- Opening Delimiter -

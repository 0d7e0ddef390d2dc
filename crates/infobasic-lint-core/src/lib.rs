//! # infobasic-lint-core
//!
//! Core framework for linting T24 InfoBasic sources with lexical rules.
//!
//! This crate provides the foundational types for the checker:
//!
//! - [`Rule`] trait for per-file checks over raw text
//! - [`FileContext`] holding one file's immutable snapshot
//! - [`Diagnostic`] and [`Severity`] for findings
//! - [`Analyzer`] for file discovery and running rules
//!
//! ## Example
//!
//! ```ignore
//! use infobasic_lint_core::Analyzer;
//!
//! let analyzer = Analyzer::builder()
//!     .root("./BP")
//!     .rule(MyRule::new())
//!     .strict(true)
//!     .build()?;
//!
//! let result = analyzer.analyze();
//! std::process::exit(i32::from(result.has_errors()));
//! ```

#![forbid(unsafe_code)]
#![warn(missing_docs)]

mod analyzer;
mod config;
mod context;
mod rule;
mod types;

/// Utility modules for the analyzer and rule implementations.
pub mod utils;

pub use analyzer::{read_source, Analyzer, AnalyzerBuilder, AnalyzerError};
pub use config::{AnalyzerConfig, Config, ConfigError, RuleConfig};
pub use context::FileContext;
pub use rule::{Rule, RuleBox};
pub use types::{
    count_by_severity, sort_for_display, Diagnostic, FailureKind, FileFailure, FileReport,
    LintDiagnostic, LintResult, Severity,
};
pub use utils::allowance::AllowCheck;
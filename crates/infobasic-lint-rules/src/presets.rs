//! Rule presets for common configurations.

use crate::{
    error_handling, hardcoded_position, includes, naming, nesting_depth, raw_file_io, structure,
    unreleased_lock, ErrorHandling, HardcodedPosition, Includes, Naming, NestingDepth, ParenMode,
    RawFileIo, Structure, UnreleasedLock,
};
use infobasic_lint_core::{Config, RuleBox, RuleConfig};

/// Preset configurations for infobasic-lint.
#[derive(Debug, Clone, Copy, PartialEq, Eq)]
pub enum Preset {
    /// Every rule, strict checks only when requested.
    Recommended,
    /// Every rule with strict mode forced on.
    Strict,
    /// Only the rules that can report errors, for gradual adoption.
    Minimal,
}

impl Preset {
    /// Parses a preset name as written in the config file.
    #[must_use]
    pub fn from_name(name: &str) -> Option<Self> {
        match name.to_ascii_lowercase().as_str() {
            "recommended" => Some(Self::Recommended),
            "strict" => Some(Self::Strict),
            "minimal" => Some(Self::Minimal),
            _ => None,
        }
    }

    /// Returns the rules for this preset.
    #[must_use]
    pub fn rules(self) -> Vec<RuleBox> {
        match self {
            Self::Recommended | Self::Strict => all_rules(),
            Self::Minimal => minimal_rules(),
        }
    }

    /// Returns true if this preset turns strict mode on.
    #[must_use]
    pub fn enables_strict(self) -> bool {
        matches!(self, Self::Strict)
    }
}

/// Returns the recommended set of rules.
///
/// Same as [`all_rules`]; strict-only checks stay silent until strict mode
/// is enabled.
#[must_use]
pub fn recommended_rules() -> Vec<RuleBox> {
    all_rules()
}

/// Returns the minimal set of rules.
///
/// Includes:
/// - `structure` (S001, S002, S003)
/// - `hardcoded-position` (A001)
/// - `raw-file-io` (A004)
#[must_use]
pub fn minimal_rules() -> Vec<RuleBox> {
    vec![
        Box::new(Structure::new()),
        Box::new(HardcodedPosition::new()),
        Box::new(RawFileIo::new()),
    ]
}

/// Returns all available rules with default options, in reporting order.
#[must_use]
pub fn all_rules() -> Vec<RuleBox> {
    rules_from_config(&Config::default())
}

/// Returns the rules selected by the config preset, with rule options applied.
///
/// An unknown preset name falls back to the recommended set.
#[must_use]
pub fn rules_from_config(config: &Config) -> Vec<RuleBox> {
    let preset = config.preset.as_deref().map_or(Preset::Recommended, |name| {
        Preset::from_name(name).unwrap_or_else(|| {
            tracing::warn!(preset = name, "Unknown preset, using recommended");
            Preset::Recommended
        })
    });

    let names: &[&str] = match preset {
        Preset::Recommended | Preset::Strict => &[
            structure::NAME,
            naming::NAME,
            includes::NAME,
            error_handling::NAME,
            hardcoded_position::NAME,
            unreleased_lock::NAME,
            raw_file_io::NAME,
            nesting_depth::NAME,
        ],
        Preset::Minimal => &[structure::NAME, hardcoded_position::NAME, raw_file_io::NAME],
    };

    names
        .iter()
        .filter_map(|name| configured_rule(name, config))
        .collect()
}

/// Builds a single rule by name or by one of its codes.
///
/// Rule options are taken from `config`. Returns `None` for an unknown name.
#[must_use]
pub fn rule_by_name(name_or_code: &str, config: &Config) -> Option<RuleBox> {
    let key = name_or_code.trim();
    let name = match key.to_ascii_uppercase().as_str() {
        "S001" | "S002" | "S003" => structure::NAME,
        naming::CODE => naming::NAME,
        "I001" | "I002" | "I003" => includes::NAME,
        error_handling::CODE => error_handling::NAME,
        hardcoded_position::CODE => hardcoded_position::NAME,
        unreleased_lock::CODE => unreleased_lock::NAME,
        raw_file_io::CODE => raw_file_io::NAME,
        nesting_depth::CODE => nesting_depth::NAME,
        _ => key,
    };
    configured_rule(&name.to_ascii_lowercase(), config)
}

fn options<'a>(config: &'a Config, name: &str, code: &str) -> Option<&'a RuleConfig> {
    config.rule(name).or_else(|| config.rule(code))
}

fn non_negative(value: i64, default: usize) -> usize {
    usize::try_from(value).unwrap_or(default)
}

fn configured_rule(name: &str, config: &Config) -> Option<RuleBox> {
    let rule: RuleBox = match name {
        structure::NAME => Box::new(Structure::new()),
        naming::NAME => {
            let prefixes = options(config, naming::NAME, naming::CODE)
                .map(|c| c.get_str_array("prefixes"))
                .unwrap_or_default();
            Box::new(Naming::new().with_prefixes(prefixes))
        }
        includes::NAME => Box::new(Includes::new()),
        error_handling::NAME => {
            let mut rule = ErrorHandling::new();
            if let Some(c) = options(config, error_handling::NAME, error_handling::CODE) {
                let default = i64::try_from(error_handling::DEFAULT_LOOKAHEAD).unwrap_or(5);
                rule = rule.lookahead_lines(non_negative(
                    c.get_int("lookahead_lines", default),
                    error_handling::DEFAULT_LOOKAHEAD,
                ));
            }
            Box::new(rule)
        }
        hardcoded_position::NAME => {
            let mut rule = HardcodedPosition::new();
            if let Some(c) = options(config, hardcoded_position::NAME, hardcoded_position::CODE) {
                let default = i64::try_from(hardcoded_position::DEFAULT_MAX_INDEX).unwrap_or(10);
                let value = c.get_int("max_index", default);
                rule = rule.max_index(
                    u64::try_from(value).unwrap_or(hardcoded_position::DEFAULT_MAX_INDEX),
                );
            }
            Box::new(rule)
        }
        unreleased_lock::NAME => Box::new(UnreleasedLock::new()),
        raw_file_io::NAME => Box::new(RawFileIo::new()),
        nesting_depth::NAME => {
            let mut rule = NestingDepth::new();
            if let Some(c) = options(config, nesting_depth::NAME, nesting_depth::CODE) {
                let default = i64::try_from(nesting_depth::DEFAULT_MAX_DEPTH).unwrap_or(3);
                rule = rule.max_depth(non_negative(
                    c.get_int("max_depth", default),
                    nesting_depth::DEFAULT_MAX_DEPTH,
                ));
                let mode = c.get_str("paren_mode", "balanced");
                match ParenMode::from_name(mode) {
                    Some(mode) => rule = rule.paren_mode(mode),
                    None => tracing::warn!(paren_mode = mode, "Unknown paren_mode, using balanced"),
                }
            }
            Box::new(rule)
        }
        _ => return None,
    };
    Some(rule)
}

- Closing Delimiter -

• WHAT THE TASK REQUIRES
Would you filter the records and copy each line that contains the word "using"?

• EXERCISE RESULT
            tracing::warn!(preset = name, "Unknown preset, using recommended");
                    None => tracing::warn!(paren_mode = mode, "Unknown paren_mode, using balanced"),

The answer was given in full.